Di Pantai Pasir Putih yang merupakan lokasi wisata favorit di Situbondo, ada puluhan penjual sate lalak. Olahan sate unik ini diburu pengunjung karena kenikmatannya.
Sate lalak bisa dibilang kuliner ikonik di Pantai Pasir Putih, Situbondo karena penjualnya yang banyak di sana. Nama 'lalak' berasal dari bahasa lokal Madura yang berarti 'lalat'.
Tak perlu khawatir soal sate ini karena bukan dibuat dari lalat, melainkan daging ayam. Nama 'lalak' disematkan karena mungkin ukuran daging ayam yang dijadikan sate berukuran kecil, mirip lalat.
SCROLL TO CONTINUE WITH CONTENT
Cara mengolah sate lalak sama seperti lazimnya sate ayam atau kambing. Daging yang sudah dipotong kecil-kecil ditusuk menggunakan lidi atau bambu, lalu dibakar di atas bara api hingga matang.
Setelah matang lalu dibalur dengan bumbu kacang yang sudah dicampur kecap manis.
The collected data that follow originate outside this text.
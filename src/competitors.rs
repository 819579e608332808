//! Supported competitor storefronts and their default domains.

use serde::{Deserialize, Serialize};
use std::fmt;
use std::str::FromStr;

/// Supported competitors. All of them run VTEX storefronts, so a single
/// search cascade covers every entry.
#[derive(Debug, Clone, Copy, PartialEq, Eq, Hash, Serialize, Deserialize)]
#[serde(rename_all = "lowercase")]
pub enum Competitor {
    Tata,
    ElDorado,
    ElClon,
    Mily,
}

impl Competitor {
    /// Returns the default storefront base URL for this competitor.
    pub fn default_base_url(&self) -> &'static str {
        match self {
            Competitor::Tata => "https://tata.com.uy",
            Competitor::ElDorado => "https://www.eldorado.com.uy",
            Competitor::ElClon => "https://www.elclon.com.uy",
            Competitor::Mily => "https://www.mily.com.uy",
        }
    }

    /// Returns the environment variable that overrides this competitor's base URL.
    pub fn base_env_var(&self) -> &'static str {
        match self {
            Competitor::Tata => "TATA_BASE",
            Competitor::ElDorado => "ELDORADO_BASE",
            Competitor::ElClon => "ELCLON_BASE",
            Competitor::Mily => "MILY_BASE",
        }
    }

    /// Returns all supported competitors.
    pub fn all() -> &'static [Competitor] {
        &[Competitor::Tata, Competitor::ElDorado, Competitor::ElClon, Competitor::Mily]
    }
}

impl fmt::Display for Competitor {
    fn fmt(&self, f: &mut fmt::Formatter<'_>) -> fmt::Result {
        let key = match self {
            Competitor::Tata => "tata",
            Competitor::ElDorado => "eldorado",
            Competitor::ElClon => "elclon",
            Competitor::Mily => "mily",
        };
        write!(f, "{}", key)
    }
}

impl FromStr for Competitor {
    type Err = CompetitorParseError;

    fn from_str(s: &str) -> Result<Self, Self::Err> {
        match s.trim().to_lowercase().as_str() {
            "tata" => Ok(Competitor::Tata),
            "eldorado" | "el dorado" => Ok(Competitor::ElDorado),
            "elclon" | "el clon" => Ok(Competitor::ElClon),
            "mily" => Ok(Competitor::Mily),
            _ => Err(CompetitorParseError(s.to_string())),
        }
    }
}

#[derive(Debug, Clone)]
pub struct CompetitorParseError(pub String);

impl fmt::Display for CompetitorParseError {
    fn fmt(&self, f: &mut fmt::Formatter<'_>) -> fmt::Result {
        write!(
            f,
            "Unknown competitor '{}'. Valid competitors: tata, eldorado, elclon, mily",
            self.0
        )
    }
}

impl std::error::Error for CompetitorParseError {}
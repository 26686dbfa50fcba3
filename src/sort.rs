//! In-place partition-exchange sorts for competitor slices.
//!
//! ## Partition Scheme
//!
//! Both sorts use the same partition over a subrange `low..=high`:
//!
//! 1. The pivot is the **first** element, `s[low]`.
//! 2. A cursor starts one past the end, at `high + 1`.
//! 3. `j` scans right to left from `high` down to `low + 1`. Every element
//!    that belongs after the pivot is swapped into `--cursor`.
//! 4. The pivot is swapped into `cursor - 1`, which is its final position.
//!
//! ```text
//! [ P | belongs before P ... | belongs after P ... ]
//!   low                cursor-1   cursor        high
//! ```
//!
//! Elements equal to the pivot belong after it. An input that is already in
//! target order is left untouched, so sorting twice is a no-op, but it is
//! also the worst case: O(n^2) comparisons. Recursion always takes the
//! smaller side, so the stack stays O(log n) regardless.

use crate::types::CompetitorRecord;

/// Sort by score, highest first. Ties keep no particular order.
///
/// # Example
///
/// ```
/// use fantasy_ranking::sort::sort_by_score_descending;
/// use fantasy_ranking::types::CompetitorRecord;
/// use rust_decimal::Decimal;
///
/// let mut records = vec![
///     CompetitorRecord::new("NOR", "Lando Norris", "McLaren", 250, Decimal::from(24)),
///     CompetitorRecord::new("VER", "Max Verstappen", "Red Bull", 400, Decimal::from(30)),
/// ];
/// sort_by_score_descending(&mut records);
/// assert_eq!(records[0].code, "VER");
/// ```
pub fn sort_by_score_descending(records: &mut [CompetitorRecord]) {
    quick_sort(records, &|candidate: &CompetitorRecord, pivot: &CompetitorRecord| {
        candidate.score <= pivot.score
    });
}

/// Sort by price, cheapest first. Ties keep no particular order.
pub fn sort_by_price_ascending(records: &mut [CompetitorRecord]) {
    quick_sort(records, &|candidate: &CompetitorRecord, pivot: &CompetitorRecord| {
        candidate.price >= pivot.price
    });
}

/// `belongs_after(candidate, pivot)` decides which side of the pivot an
/// element lands on.
///
/// Only the smaller side is sorted recursively; the loop continues on the
/// larger one, so stack depth stays O(log n) even on sorted or all-tied input.
fn quick_sort<T, F>(mut items: &mut [T], belongs_after: &F)
where
    F: Fn(&T, &T) -> bool,
{
    while items.len() >= 2 {
        let pivot = partition(items, belongs_after);
        let (before, rest) = std::mem::take(&mut items).split_at_mut(pivot);
        let after = &mut rest[1..];

        if before.len() < after.len() {
            quick_sort(before, belongs_after);
            items = after;
        } else {
            quick_sort(after, belongs_after);
            items = before;
        }
    }
}

/// Partition around `items[0]`, returning the pivot's final index.
fn partition<T, F>(items: &mut [T], belongs_after: &F) -> usize
where
    F: Fn(&T, &T) -> bool,
{
    let mut cursor = items.len();

    for j in (1..items.len()).rev() {
        if belongs_after(&items[j], &items[0]) {
            cursor -= 1;
            items.swap(cursor, j);
        }
    }

    items.swap(cursor - 1, 0);
    cursor - 1
}
//! Competitor ranking tree.
//!
//! ## Architecture
//!
//! The ranking is an AVL tree with:
//!
//! - **Slab-based storage**: every node lives in a `Slab`, children are keys
//! - **Ranking order**: score descending, then code ascending
//! - **Balance**: standard LL / RR / LR / RL rotations after each insert
//!
//! ## Components
//!
//! - [`RankingNode`]: Owned record copy plus child links and subtree height
//! - [`RankingTree`]: The tree itself, with ordered traversals and search
//!
//! ## Performance
//!
//! | Operation | Complexity |
//! |-----------|------------|
//! | Insert | O(log n) |
//! | Search by code | O(n) |
//! | Ordered traversal | O(n) |
//! | Top n | O(log n + n) |
//! | Clear | O(n) |
//!
//! ## Example
//!
//! ```
//! use fantasy_ranking::ranking::RankingTree;
//! use fantasy_ranking::types::CompetitorRecord;
//! use rust_decimal::Decimal;
//!
//! let mut tree = RankingTree::with_capacity(20);
//! tree.insert(CompetitorRecord::new("NOR", "Lando Norris", "McLaren", 250, Decimal::from(24)));
//!
//! assert_eq!(tree.top_n(1)[0].code, "NOR");
//! ```

pub mod node;
pub mod tree;

pub use node::RankingNode;
pub use tree::{Iter, RankingTree};
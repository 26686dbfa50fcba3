//! Value types consumed and produced by the ranking structures.
//!
//! ## Types
//!
//! - [`CompetitorRecord`]: A driver with a score, a code and a price
//! - [`ParticipantRecord`]: A league player with an aggregate score
//! - [`TeamRef`]: The group and competitor codes a participant picked
//! - [`LeaderboardEntry`]: A ranked snapshot of a participant
//! - [`ParticipantStats`]: Rank and average comparison for one participant
//!
//! Prices and budgets are [`rust_decimal::Decimal`] values, see [`money`].

mod competitor;
mod participant;
pub mod money;

pub use competitor::CompetitorRecord;
pub use participant::{LeaderboardEntry, ParticipantRecord, ParticipantStats, TeamRef};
Pelengkapnya berupa irisan cabe dan bawang merah, tergantung selera.
Sate lalat tidak dimakan menggunakan nasi, tapi lontong atau ketupat yang juga diiris kecil. Lontong tersebut lalu disajikan di atas piring yang diberi alas daun pisang kemudian dicampur sate lalak.
![]() |
Soal harga tak perlu khawatir merogoh kantong terlalu dalam. Harganya Rp 15 ribu terdiri sepiring lontong dan 20 tusuk sate lalak. Jika belum kenyang, bisa menambah lontong dengan harga Rp 2 ribu untuk satu batang lontong.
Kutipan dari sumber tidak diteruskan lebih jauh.